I wouldn't advise going to Boston. It will be very expensive. I don't rate Dr. Abraham as much as others, despite what he has done. He seems too willing, IMO, to prescribe benzodiazepines. You can have a phone consultation with him which would be cheaper and he can send a report to your local doctor. I don't see the benefit of going all the way there unless you cannot find a local doctor willing to help, even if they don't know about HPPD. You can present to them research - this is how a lot of people go about things. Alternatively, there is to be a new clinic opening in London in early 2015 specifically for these types of visual perception disorders. PM me if you want contact details. You can find much better information on this forum and would be better off trying out medications and non-medical treatments suggested on here, if you can get a local doctor to prescribe them. There are lots of flaws in that Keppra study by the Italian institution and I'd be interested in what they have to say, if you can kindly report back.

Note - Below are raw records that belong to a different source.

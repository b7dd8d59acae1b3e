pub mod crawl;
pub mod inspect;

use std::path::{Path, PathBuf};

use anyhow::{Context, Result};
use hotsift::config::Config;

// Re-export command functions for convenience
pub use crawl::{crawl, extract};
pub use inspect::{add_group, check, match_title};

/// File config when given, then `HOTSIFT_*` overrides
pub fn load_config(path: Option<&Path>) -> Result<Config> {
    let mut config = match path {
        Some(path) => Config::from_file(path)?,
        None => Config::default(),
    };
    config.apply_env();
    config.validate().context("Invalid configuration")?;
    Ok(config)
}

/// Database path from the flag, falling back to the configured one
pub fn db_path(config: &Config, flag: Option<PathBuf>) -> PathBuf {
    flag.unwrap_or_else(|| config.storage.sqlite_path.clone())
}
//! Keyword matching of titles against keyword groups
//!
//! A group matches when at least one normal word occurs in the title, every
//! required word occurs, and no excluded word occurs. Comparison is a
//! case-insensitive substring test. Groups are tried in ascending priority
//! and the first match wins.

pub mod weight;

use std::sync::Arc;
use std::time::{Duration, Instant};

use anyhow::Result;
use tokio::sync::RwLock;
use tracing::debug;

use crate::models::{KeywordGroup, MatchResult};
use crate::storage::KeywordStore;

pub use weight::{calculate_weight, DEFAULT_RANK_THRESHOLD};

/// Default lifetime of the cached group list
pub const DEFAULT_CACHE_TTL: Duration = Duration::from_secs(60);

/// Strip the `+`/`!` rule prefixes some configurations keep on stored words
fn clean_word(word: &str) -> Option<&str> {
    let word = word.trim();
    let word = word
        .strip_prefix('+')
        .or_else(|| word.strip_prefix('!'))
        .unwrap_or(word)
        .trim();
    (!word.is_empty()).then_some(word)
}

/// Cleaned words paired with their lower-case form
fn cleaned(words: &[String]) -> Vec<(String, String)> {
    words
        .iter()
        .filter_map(|w| clean_word(w))
        .map(|w| (w.to_string(), w.to_lowercase()))
        .collect()
}

/// Words of `group` that make it match `title`, or `None`
///
/// A group with no normal words matches on its required words alone; a
/// group with neither never matches.
pub fn group_matches(title: &str, group: &KeywordGroup) -> Option<Vec<String>> {
    let haystack = title.to_lowercase();

    if cleaned(&group.excluded_words)
        .iter()
        .any(|(_, lower)| haystack.contains(lower.as_str()))
    {
        return None;
    }

    let required = cleaned(&group.required_words);
    if !required.iter().all(|(_, lower)| haystack.contains(lower.as_str())) {
        return None;
    }

    let normal = cleaned(&group.words);
    let mut matched: Vec<String> = normal
        .iter()
        .filter(|(_, lower)| haystack.contains(lower.as_str()))
        .map(|(original, _)| original.clone())
        .collect();

    if matched.is_empty() && (!normal.is_empty() || required.is_empty()) {
        return None;
    }

    matched.extend(required.into_iter().map(|(original, _)| original));
    Some(matched)
}

/// Match `title` against `groups`, first match in ascending priority wins
///
/// Disabled groups are skipped. Groups with equal priority keep their
/// input order.
pub fn match_title(title: &str, groups: &[KeywordGroup]) -> MatchResult {
    let mut ordered: Vec<&KeywordGroup> = groups.iter().filter(|g| g.enabled).collect();
    ordered.sort_by_key(|g| g.priority);

    for group in ordered {
        if let Some(words) = group_matches(title, group) {
            return MatchResult {
                matched: true,
                keyword_group: Some(group.clone()),
                matched_words: words,
            };
        }
    }
    MatchResult::no_match()
}

struct CachedGroups {
    loaded_at: Instant,
    groups: Arc<Vec<KeywordGroup>>,
}

/// Matcher backed by a [`KeywordStore`] with a short-lived group cache
pub struct KeywordMatcher {
    store: Arc<dyn KeywordStore>,
    ttl: Duration,
    cache: RwLock<Option<CachedGroups>>,
}

impl KeywordMatcher {
    pub fn new(store: Arc<dyn KeywordStore>) -> Self {
        Self::with_ttl(store, DEFAULT_CACHE_TTL)
    }

    pub fn with_ttl(store: Arc<dyn KeywordStore>, ttl: Duration) -> Self {
        Self {
            store,
            ttl,
            cache: RwLock::new(None),
        }
    }

    /// Enabled groups sorted by priority, reloaded once the cache expires
    pub async fn groups(&self) -> Result<Arc<Vec<KeywordGroup>>> {
        {
            let cache = self.cache.read().await;
            if let Some(cached) = cache.as_ref() {
                if cached.loaded_at.elapsed() < self.ttl {
                    return Ok(Arc::clone(&cached.groups));
                }
            }
        }

        let mut cache = self.cache.write().await;
        // Another task may have refreshed while we waited for the lock
        if let Some(cached) = cache.as_ref() {
            if cached.loaded_at.elapsed() < self.ttl {
                return Ok(Arc::clone(&cached.groups));
            }
        }

        let mut groups: Vec<KeywordGroup> = self
            .store
            .load_keyword_groups()
            .await?
            .into_iter()
            .filter(|g| g.enabled)
            .collect();
        groups.sort_by_key(|g| g.priority);
        debug!(count = groups.len(), "Keyword groups loaded");

        let groups = Arc::new(groups);
        *cache = Some(CachedGroups {
            loaded_at: Instant::now(),
            groups: Arc::clone(&groups),
        });
        Ok(groups)
    }

    /// Drop the cached groups so the next match reloads them
    pub async fn invalidate(&self) {
        *self.cache.write().await = None;
    }

    /// Match `title` against the current groups
    pub async fn match_title(&self, title: &str) -> Result<MatchResult> {
        let groups = self.groups().await?;
        Ok(match_title(title, &groups))
    }
}

#[cfg(test)]
mod tests {
    use super::*;
    use crate::storage::MemoryStore;

    fn group(id: i64, priority: i32, words: &[&str], required: &[&str], excluded: &[&str]) -> KeywordGroup {
        let to_vec = |w: &[&str]| w.iter().map(|s| s.to_string()).collect();
        KeywordGroup {
            id,
            name: format!("group-{id}"),
            words: to_vec(words),
            required_words: to_vec(required),
            excluded_words: to_vec(excluded),
            priority,
            enabled: true,
        }
    }

    #[test]
    fn test_required_word_with_prefix() {
        let chips = group(1, 0, &["芯片"], &["+手机"], &[]);
        let hit = match_title("手机芯片降价", std::slice::from_ref(&chips));
        assert!(hit.matched);
        assert_eq!(hit.matched_words, vec!["芯片", "手机"]);

        assert!(!match_title("电脑芯片降价", &[chips]).matched);
    }

    #[test]
    fn test_excluded_word_rejects() {
        let g = group(1, 0, &["芯片"], &[], &["广告"]);
        assert!(!match_title("芯片广告大促", std::slice::from_ref(&g)).matched);
        assert!(match_title("芯片大促", &[g]).matched);
    }

    #[test]
    fn test_first_match_not_best_match() {
        let a = group(1, 1, &["chip"], &[], &[]);
        let b = group(2, 2, &["chip", "phone", "price"], &[], &[]);
        let result = match_title("Phone chip price drop", &[b, a]);
        assert_eq!(result.keyword_group.unwrap().id, 1);
    }

    #[test]
    fn test_case_insensitive_and_disabled() {
        let mut g = group(1, 0, &["OpenAI"], &[], &[]);
        assert!(match_title("openai ships a model", std::slice::from_ref(&g)).matched);
        g.enabled = false;
        assert!(!match_title("openai ships a model", &[g]).matched);
    }

    #[test]
    fn test_required_only_group() {
        let g = group(1, 0, &[], &["芯片", "手机"], &[]);
        assert!(match_title("手机芯片降价", std::slice::from_ref(&g)).matched);
        assert!(!match_title("芯片降价", &[g]).matched);

        let empty = group(2, 0, &[], &[], &[]);
        assert!(!match_title("anything", &[empty]).matched);
    }

    #[tokio::test]
    async fn test_group_cache_reuses_store_result() {
        let store = Arc::new(MemoryStore::with_groups(vec![group(1, 0, &["芯片"], &[], &[])]));
        let matcher = KeywordMatcher::new(store.clone());

        assert!(matcher.match_title("芯片降价").await.unwrap().matched);
        assert!(matcher.match_title("芯片涨价").await.unwrap().matched);
        assert_eq!(store.group_loads(), 1);

        // Changes are invisible until the cache is dropped
        store.set_groups(Vec::new());
        assert!(matcher.match_title("芯片降价").await.unwrap().matched);
        matcher.invalidate().await;
        assert!(!matcher.match_title("芯片降价").await.unwrap().matched);
        assert_eq!(store.group_loads(), 2);
    }

    #[tokio::test]
    async fn test_group_cache_expires() {
        let store = Arc::new(MemoryStore::with_groups(vec![group(1, 0, &["x"], &[], &[])]));
        let matcher = KeywordMatcher::with_ttl(store.clone(), Duration::from_millis(10));
        matcher.groups().await.unwrap();
        tokio::time::sleep(Duration::from_millis(30)).await;
        matcher.groups().await.unwrap();
        assert_eq!(store.group_loads(), 2);
    }
}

That's the first report (I think) of it making it worse for someone. Was it temporary?

So how did it go? I note you did not post a day 3 update.

It's different to Promethease. I guess they have to adhere to higher standards of accuracy so it's not as extensive. But it is more clear and reports are explained better. It's good if you're lazy and aren't interested in all the nitty-gritty. You can see a list of what they offer here: https://www.23andme.com/en-gb/health/reports/ Some reports like Parkinson's markers are locked until you unlock them in case you don't want to know if you have a variant associated with it.

If you're in the UK as of today you can now get health related reports (again).

That's exactly how I see. But I've gotten used to it now and so can filter it out quite well. Ghosting, polyopia - call it what you will. It seems like quite a common symptom.

I'd be very careful with sertindole - antipsychotics do not work well on those with HPPD and have been reported to makes symptoms worse. I think some on this forum get some benefit from NAC. Increased NMDA receptor activity doesn't sound like a good idea to me either. Sorry to be a killjoy.

I prefer not to take any risks with meds so research chemicals are not for me. I am glad it is helping you. Some users experience bad side-effects from Keppra but mine are almost non-existent. I little tiredness (which helps me sleep at night!) but that's about it.